**Directions for this task:**
Where a line in the records below includes "Some", pull that line out.

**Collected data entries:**

== Segment start ==

//! Scripted stand-ins for browsers, renderers, stores and status sources

use crate::compare::encode_png;
use crate::config::Viewport;
use crate::error::{CaptureError, Error, Result};
use crate::pool::{Launcher, Worker};
use crate::render::{Render, RenderOutput, RenderPage, RenderStatus};
use crate::store::{ContentStore, MemoryStore, Network, PendingInput, RenderedContentRecord, TxStatus};
use crate::tx_status::TxStatusSource;
use async_trait::async_trait;
use image::{Rgba, RgbaImage};
use std::collections::HashMap;
use std::sync::atomic::{AtomicBool, AtomicUsize, Ordering};
use std::sync::{Arc, Mutex};

/// PNG of a single colour at the viewport size.
pub fn solid_png(view: Viewport, rgba: [u8; 4]) -> Vec<u8> {
    let image = RgbaImage::from_pixel(view.width, view.height, Rgba(rgba));
    encode_png(&image).unwrap()
}

/// One scripted screenshot result: PNG bytes plus in-flight request count.
#[derive(Debug, Clone)]
pub struct Shot(std::result::Result<(Vec<u8>, i64), CaptureError>);

impl Shot {
    pub fn ok(png: Vec<u8>, active_requests: i64) -> Self {
        Shot(Ok((png, active_requests)))
    }

    pub fn err(err: CaptureError) -> Self {
        Shot(Err(err))
    }
}

#[derive(Debug, Clone)]
enum Navigate {
    Ok,
    Err(CaptureError),
    Hang,
}

#[derive(Debug, Clone, Copy)]
enum Sequence {
    /// Stay on the last shot once the list runs out
    Hold,
    /// Start over from the first shot
    Cycle,
}

/// What every page opened on a fake worker does
#[derive(Debug, Clone)]
pub struct PageScript {
    shots: Vec<Shot>,
    sequence: Sequence,
    navigate: Navigate,
    full_page_err: Option<CaptureError>,
}

impl PageScript {
    pub fn repeating(shot: Shot) -> Self {
        Self::frames(vec![shot])
    }

    pub fn frames(shots: Vec<Shot>) -> Self {
        Self {
            shots,
            sequence: Sequence::Hold,
            navigate: Navigate::Ok,
            full_page_err: None,
        }
    }

    pub fn cycle(shots: Vec<Shot>) -> Self {
        Self {
            sequence: Sequence::Cycle,
            ..Self::frames(shots)
        }
    }

    pub fn navigate_err(mut self, err: CaptureError) -> Self {
        self.navigate = Navigate::Err(err);
        self
    }

    pub fn navigate_hang(mut self) -> Self {
        self.navigate = Navigate::Hang;
        self
    }

    /// Fail every full-page capture with `err`.
    pub fn full_page_err(mut self, err: CaptureError) -> Self {
        self.full_page_err = Some(err);
        self
    }

    fn shot(&self, n: usize) -> Shot {
        let index = match self.sequence {
            Sequence::Hold => n.min(self.shots.len() - 1),
            Sequence::Cycle => n % self.shots.len(),
        };
        self.shots[index].clone()
    }
}

/// Counters shared by a fake launcher and everything it creates
#[derive(Default)]
pub struct FakeStats {
    launched: AtomicUsize,
    reaped: AtomicUsize,
    closed: AtomicUsize,
    pages_opened: AtomicUsize,
    pages_closed: AtomicUsize,
    screenshots: Mutex<Vec<bool>>,
}

impl FakeStats {
    pub fn launched(&self) -> usize {
        self.launched.load(Ordering::SeqCst)
    }

    pub fn reaped(&self) -> usize {
        self.reaped.load(Ordering::SeqCst)
    }

    pub fn closed(&self) -> usize {
        self.closed.load(Ordering::SeqCst)
    }

    pub fn pages_opened(&self) -> usize {
        self.pages_opened.load(Ordering::SeqCst)
    }

    pub fn pages_closed(&self) -> usize {
        self.pages_closed.load(Ordering::SeqCst)
    }

    /// `full_page` flag of every screenshot request, in order
    pub fn screenshots(&self) -> Vec<bool> {
        self.screenshots.lock().unwrap().clone()
    }
}

type ScriptFn = dyn Fn(usize) -> PageScript + Send + Sync;

pub struct FakeLauncher {
    stats: Arc<FakeStats>,
    fail_at: Option<usize>,
    script: Arc<ScriptFn>,
}

impl FakeLauncher {
    pub fn new() -> Self {
        Self {
            stats: Arc::default(),
            fail_at: None,
            script: Arc::new(|_| PageScript::repeating(Shot::ok(solid_png(Viewport::default(), [0, 0, 0, 255]), 0))),
        }
    }

    /// Fail the launch of slot `index`.
    pub fn failing_at(mut self, index: usize) -> Self {
        self.fail_at = Some(index);
        self
    }

    /// Script for pages opened on a worker; receives the worker id.
    pub fn with_script(mut self, script: impl Fn(usize) -> PageScript + Send + Sync + 'static) -> Self {
        self.script = Arc::new(script);
        self
    }

    pub fn stats(&self) -> Arc<FakeStats> {
        Arc::clone(&self.stats)
    }
}

#[async_trait]
impl Launcher for FakeLauncher {
    type Worker = FakeWorker;

    async fn reap_strays(&self) {
        self.stats.reaped.fetch_add(1, Ordering::SeqCst);
    }

    async fn launch(&self, index: usize) -> Result<FakeWorker> {
        if self.fail_at == Some(index) {
            return Err(Error::InitializationError(format!("instance {} refused to start", index)));
        }
        self.stats.launched.fetch_add(1, Ordering::SeqCst);
        Ok(FakeWorker {
            id: index,
            busy: AtomicBool::new(false),
            stats: Arc::clone(&self.stats),
            script: Arc::clone(&self.script),
        })
    }
}

pub struct FakeWorker {
    id: usize,
    busy: AtomicBool,
    stats: Arc<FakeStats>,
    script: Arc<ScriptFn>,
}

impl FakeWorker {
    /// Returns false if the worker was already marked busy.
    pub fn mark_busy(&self) -> bool {
        !self.busy.swap(true, Ordering::SeqCst)
    }

    pub fn mark_idle(&self) {
        self.busy.store(false, Ordering::SeqCst);
    }
}

#[async_trait]
impl Worker for FakeWorker {
    fn id(&self) -> usize {
        self.id
    }

    async fn open_page(&self) -> Result<Box<dyn RenderPage>> {
        self.stats.pages_opened.fetch_add(1, Ordering::SeqCst);
        Ok(Box::new(FakePage {
            script: (self.script)(self.id),
            taken: 0,
            active_requests: 0,
            stats: Arc::clone(&self.stats),
        }))
    }

    async fn close(&self) {
        self.stats.closed.fetch_add(1, Ordering::SeqCst);
    }
}

struct FakePage {
    script: PageScript,
    taken: usize,
    active_requests: i64,
    stats: Arc<FakeStats>,
}

#[async_trait]
impl RenderPage for FakePage {
    async fn navigate(&mut self, _url: &str) -> std::result::Result<(), CaptureError> {
        match self.script.navigate.clone() {
            Navigate::Ok => Ok(()),
            Navigate::Err(err) => Err(err),
            Navigate::Hang => futures::future::pending().await,
        }
    }

    async fn screenshot(&mut self, full_page: bool) -> std::result::Result<Vec<u8>, CaptureError> {
        self.stats.screenshots.lock().unwrap().push(full_page);
        if full_page {
            if let Some(err) = &self.script.full_page_err {
                return Err(err.clone());
            }
        }
        let Shot(result) = self.script.shot(self.taken);
        self.taken += 1;
        let (png, active_requests) = result?;
        self.active_requests = active_requests;
        Ok(png)
    }

    fn active_requests(&self) -> i64 {
        self.active_requests
    }

    async fn close(self: Box<Self>) {
        self.stats.pages_closed.fetch_add(1, Ordering::SeqCst);
    }
}

/// Renderer that records URLs and answers with a fixed image
pub struct FakeRenderer {
    fail_on: Option<String>,
    urls: Mutex<Vec<String>>,
}

impl FakeRenderer {
    pub fn ok() -> Self {
        Self {
            fail_on: None,
            urls: Mutex::new(Vec::new()),
        }
    }

    /// Fail every URL ending in `/{id}`.
    pub fn failing_on(id: &str) -> Self {
        Self {
            fail_on: Some(format!("/{}", id)),
            ..Self::ok()
        }
    }

    pub fn urls(&self) -> Vec<String> {
        self.urls.lock().unwrap().clone()
    }
}

#[async_trait]
impl Render for FakeRenderer {
    async fn render(&self, url: &str, _full_page: bool) -> Result<RenderOutput> {
        self.urls.lock().unwrap().push(url.to_string());
        if let Some(suffix) = &self.fail_on {
            if url.ends_with(suffix.as_str()) {
                return Err(Error::RenderError {
                    url: url.to_string(),
                    source: CaptureError::Browser("scripted failure".into()),
                });
            }
        }
        Ok(RenderOutput {
            content: vec![0x89, b'P', b'N', b'G'],
            status: RenderStatus::OkStable,
        })
    }
}

/// Content store whose first `failures` calls fail
pub struct FlakyStore {
    inner: Arc<MemoryStore>,
    failures: AtomicUsize,
}

impl FlakyStore {
    pub fn new(inner: Arc<MemoryStore>, failures: usize) -> Self {
        Self {
            inner,
            failures: AtomicUsize::new(failures),
        }
    }

    fn check(&self) -> Result<()> {
        let remaining = self
            .failures
            .fetch_update(Ordering::SeqCst, Ordering::SeqCst, |n| n.checked_sub(1));
        match remaining {
            Ok(_) => Err(Error::Store("connection reset".into())),
            Err(_) => Ok(()),
        }
    }
}

#[async_trait]
impl ContentStore for FlakyStore {
    async fn list_unrendered(&self, limit: usize, after_sequence: i64) -> Result<Vec<PendingInput>> {
        self.check()?;
        self.inner.list_unrendered(limit, after_sequence).await
    }

    async fn upsert_rendered(&self, records: &[RenderedContentRecord]) -> Result<()> {
        self.check()?;
        self.inner.upsert_rendered(records).await
    }

    async fn max_rendered_sequence(&self) -> Result<Option<i64>> {
        self.check()?;
        self.inner.max_rendered_sequence().await
    }
}

/// Status source answering from a fixed table; unknown txids are errors.
#[derive(Default)]
pub struct FakeStatusSource {
    answers: HashMap<String, TxStatus>,
    queried: Mutex<Vec<String>>,
}

impl FakeStatusSource {
    pub fn new() -> Self {
        Self::default()
    }

    pub fn with(mut self, txid: &str, status: TxStatus) -> Self {
        self.answers.insert(txid.to_string(), status);
        self
    }

    pub fn queried(&self) -> Vec<String> {
        self.queried.lock().unwrap().clone()
    }
}

#[async_trait]
impl TxStatusSource for FakeStatusSource {
    async fn tx_status(&self, txid: &str, _network: Network) -> Result<TxStatus> {
        self.queried.lock().unwrap().push(txid.to_string());
        self.answers
            .get(txid)
            .copied()
            .ok_or_else(|| Error::TxStatus(format!("no scripted answer for {}", txid)))
    }
}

== Segment end ==

**Task result:**
        self.full_page_err = Some(err);
        self.fail_at = Some(index);
        if self.fail_at == Some(index) {
            if let Some(err) = &self.script.full_page_err {
            fail_on: Some(format!("/{}", id)),
        if let Some(suffix) = &self.fail_on {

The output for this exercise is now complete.